┌──

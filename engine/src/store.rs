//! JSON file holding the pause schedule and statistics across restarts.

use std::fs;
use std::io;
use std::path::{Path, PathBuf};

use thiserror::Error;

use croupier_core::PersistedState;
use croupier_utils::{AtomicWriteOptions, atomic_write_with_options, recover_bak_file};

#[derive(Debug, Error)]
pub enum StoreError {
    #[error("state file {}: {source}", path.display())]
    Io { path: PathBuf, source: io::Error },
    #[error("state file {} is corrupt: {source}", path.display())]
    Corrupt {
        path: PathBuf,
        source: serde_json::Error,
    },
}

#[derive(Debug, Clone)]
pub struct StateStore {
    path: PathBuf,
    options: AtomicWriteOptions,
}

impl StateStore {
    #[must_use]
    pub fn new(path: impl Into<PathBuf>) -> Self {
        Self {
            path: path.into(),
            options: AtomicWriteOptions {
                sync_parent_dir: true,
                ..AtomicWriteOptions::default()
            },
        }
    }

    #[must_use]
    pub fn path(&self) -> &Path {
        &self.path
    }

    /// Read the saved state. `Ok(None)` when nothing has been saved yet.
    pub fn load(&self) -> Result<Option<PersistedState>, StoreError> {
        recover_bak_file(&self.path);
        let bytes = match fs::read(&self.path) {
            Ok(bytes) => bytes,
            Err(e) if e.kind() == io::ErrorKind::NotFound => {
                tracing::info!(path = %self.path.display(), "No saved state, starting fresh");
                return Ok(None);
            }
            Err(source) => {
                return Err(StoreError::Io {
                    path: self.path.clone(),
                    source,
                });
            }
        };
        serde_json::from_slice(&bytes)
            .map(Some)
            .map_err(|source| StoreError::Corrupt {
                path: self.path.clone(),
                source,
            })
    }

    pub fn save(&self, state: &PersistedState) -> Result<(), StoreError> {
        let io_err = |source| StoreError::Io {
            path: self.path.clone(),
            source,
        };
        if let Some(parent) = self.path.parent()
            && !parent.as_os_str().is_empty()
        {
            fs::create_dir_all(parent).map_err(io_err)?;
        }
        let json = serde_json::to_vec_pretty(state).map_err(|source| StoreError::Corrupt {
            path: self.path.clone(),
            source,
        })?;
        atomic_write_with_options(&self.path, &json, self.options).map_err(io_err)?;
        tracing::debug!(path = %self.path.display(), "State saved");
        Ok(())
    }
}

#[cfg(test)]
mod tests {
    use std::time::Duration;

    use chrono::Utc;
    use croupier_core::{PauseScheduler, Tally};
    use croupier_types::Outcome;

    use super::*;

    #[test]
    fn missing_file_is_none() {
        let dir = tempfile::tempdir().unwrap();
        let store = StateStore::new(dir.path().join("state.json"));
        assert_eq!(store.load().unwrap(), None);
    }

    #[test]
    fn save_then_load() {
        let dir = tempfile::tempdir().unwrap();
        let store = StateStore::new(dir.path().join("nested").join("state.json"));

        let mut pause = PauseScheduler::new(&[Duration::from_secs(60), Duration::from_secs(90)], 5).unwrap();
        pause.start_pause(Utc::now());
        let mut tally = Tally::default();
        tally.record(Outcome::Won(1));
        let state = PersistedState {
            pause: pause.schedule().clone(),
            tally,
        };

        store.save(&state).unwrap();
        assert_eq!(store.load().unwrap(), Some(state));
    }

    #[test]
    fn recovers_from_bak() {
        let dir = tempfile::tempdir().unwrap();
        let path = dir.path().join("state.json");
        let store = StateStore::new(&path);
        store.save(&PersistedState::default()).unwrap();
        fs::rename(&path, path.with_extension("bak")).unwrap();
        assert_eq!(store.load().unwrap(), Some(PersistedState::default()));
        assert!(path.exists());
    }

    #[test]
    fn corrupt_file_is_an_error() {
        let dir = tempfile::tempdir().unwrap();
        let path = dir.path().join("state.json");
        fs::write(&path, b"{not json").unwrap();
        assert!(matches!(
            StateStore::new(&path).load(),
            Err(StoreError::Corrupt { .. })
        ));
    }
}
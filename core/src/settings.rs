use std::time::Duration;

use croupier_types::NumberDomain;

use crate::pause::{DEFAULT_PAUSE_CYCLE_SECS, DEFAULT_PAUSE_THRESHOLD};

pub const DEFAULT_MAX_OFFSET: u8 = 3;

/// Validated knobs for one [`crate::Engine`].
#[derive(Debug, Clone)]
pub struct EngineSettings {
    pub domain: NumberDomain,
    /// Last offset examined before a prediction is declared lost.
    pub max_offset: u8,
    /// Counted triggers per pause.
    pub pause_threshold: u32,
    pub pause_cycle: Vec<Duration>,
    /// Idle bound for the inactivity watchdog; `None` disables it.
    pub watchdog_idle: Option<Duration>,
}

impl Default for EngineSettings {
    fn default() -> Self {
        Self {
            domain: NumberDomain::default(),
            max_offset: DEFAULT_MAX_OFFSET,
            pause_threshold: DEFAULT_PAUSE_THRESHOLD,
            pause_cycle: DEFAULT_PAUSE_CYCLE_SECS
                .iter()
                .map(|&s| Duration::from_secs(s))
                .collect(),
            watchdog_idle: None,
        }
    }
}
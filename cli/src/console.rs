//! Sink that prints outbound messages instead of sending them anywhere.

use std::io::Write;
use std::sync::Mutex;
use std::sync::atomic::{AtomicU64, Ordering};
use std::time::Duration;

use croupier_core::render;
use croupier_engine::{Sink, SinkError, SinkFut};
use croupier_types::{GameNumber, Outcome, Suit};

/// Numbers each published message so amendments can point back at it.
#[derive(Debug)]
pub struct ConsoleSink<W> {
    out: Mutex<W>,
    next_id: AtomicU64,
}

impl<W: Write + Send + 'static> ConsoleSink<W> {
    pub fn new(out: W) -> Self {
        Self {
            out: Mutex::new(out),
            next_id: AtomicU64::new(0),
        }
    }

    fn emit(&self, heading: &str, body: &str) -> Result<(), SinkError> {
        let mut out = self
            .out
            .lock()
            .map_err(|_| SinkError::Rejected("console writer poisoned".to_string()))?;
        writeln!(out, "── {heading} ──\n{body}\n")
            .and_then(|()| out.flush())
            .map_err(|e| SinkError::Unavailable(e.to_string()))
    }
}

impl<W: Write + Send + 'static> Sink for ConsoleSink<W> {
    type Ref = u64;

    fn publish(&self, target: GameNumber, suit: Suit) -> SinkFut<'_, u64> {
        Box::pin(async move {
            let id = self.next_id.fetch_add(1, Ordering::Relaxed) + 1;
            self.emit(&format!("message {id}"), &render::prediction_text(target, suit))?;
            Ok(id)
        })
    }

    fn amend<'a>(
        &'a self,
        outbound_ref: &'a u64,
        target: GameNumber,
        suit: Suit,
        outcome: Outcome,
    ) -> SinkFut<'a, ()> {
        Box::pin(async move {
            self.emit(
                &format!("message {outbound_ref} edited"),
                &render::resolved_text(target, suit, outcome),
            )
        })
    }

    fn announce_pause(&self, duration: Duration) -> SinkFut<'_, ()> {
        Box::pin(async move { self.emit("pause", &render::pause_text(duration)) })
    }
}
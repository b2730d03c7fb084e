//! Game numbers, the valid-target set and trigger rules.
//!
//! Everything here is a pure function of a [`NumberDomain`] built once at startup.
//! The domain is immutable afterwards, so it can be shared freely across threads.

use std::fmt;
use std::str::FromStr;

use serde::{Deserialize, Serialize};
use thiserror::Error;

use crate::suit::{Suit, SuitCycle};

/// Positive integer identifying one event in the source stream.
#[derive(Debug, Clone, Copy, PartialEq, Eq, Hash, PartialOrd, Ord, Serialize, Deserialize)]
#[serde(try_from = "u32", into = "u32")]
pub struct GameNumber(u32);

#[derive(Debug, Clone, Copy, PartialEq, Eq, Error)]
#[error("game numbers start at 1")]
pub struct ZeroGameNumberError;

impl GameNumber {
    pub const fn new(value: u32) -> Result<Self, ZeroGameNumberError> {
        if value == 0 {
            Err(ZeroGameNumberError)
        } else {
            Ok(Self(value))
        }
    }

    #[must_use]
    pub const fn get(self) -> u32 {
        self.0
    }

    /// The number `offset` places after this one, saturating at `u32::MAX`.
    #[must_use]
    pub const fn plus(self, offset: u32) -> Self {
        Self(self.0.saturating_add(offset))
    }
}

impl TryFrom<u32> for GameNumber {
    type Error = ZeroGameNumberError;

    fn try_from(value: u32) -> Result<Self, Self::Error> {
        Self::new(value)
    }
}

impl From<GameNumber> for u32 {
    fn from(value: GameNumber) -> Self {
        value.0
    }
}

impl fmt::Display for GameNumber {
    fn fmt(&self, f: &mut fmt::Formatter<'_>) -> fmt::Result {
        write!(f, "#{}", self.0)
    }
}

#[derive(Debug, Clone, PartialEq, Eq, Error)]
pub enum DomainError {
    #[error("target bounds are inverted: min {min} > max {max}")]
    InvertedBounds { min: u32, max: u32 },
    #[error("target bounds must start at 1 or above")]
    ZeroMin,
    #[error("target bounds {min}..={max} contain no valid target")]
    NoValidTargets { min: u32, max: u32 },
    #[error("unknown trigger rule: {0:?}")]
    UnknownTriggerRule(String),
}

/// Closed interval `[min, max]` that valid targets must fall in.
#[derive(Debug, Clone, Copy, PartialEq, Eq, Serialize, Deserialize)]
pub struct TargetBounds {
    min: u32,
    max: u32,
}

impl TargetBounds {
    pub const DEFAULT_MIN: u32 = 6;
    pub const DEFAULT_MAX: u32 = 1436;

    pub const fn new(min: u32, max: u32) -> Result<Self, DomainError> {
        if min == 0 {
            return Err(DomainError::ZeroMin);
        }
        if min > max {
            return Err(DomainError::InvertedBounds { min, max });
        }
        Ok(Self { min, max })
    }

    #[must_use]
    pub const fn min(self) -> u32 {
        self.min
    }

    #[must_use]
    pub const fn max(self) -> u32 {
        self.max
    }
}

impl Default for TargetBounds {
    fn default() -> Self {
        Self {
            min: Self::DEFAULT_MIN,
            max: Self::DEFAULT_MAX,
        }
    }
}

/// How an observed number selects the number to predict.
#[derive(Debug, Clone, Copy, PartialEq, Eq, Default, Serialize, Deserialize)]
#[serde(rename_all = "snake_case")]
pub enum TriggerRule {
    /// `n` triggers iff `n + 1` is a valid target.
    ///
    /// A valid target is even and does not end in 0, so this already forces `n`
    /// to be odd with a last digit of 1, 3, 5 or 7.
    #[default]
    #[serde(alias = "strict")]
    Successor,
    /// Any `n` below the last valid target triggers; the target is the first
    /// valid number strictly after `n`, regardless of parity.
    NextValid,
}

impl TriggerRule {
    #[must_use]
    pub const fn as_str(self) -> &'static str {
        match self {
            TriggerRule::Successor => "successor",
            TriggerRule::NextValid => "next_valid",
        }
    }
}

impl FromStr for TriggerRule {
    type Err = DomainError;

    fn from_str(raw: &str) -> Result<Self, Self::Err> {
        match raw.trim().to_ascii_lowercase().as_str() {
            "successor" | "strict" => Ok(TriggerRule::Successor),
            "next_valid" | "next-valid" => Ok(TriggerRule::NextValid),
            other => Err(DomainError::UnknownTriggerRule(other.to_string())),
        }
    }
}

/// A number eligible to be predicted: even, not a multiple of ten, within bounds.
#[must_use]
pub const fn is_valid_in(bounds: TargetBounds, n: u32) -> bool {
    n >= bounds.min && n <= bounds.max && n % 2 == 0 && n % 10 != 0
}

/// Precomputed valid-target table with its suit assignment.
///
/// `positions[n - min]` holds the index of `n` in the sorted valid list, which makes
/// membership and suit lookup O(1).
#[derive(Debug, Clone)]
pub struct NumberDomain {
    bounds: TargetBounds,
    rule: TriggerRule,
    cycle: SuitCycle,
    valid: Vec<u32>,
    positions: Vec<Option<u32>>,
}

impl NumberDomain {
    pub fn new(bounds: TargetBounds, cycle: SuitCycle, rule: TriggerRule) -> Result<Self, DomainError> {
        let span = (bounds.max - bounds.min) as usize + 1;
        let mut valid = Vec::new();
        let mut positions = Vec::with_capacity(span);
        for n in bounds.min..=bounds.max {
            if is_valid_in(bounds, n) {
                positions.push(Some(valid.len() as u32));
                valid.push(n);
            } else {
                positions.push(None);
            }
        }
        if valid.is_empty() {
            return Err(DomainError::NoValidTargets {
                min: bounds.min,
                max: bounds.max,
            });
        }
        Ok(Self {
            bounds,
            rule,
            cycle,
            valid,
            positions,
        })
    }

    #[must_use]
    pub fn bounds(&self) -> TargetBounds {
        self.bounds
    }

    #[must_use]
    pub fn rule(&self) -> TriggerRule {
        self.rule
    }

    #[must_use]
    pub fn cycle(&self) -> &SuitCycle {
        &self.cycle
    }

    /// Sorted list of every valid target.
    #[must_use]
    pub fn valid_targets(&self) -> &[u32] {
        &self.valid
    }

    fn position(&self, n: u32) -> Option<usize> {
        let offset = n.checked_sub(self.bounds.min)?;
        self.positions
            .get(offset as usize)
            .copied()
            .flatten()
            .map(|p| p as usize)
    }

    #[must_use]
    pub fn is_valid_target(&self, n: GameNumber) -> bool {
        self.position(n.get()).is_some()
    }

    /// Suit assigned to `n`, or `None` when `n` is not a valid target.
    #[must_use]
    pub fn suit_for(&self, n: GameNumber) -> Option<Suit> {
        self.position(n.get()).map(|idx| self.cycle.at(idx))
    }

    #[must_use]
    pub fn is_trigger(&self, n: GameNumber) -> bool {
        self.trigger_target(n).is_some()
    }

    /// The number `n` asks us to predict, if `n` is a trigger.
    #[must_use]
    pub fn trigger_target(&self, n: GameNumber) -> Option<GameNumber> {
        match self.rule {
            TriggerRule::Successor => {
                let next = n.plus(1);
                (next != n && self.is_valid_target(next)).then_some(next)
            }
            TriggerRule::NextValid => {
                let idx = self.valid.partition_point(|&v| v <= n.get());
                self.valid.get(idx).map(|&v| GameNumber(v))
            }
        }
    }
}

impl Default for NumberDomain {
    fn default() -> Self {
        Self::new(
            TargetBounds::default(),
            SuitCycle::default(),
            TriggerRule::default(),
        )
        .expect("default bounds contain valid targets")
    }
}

└──

Count how many lines in the entries above hold the word "NumberDomain". Give that number by itself.

7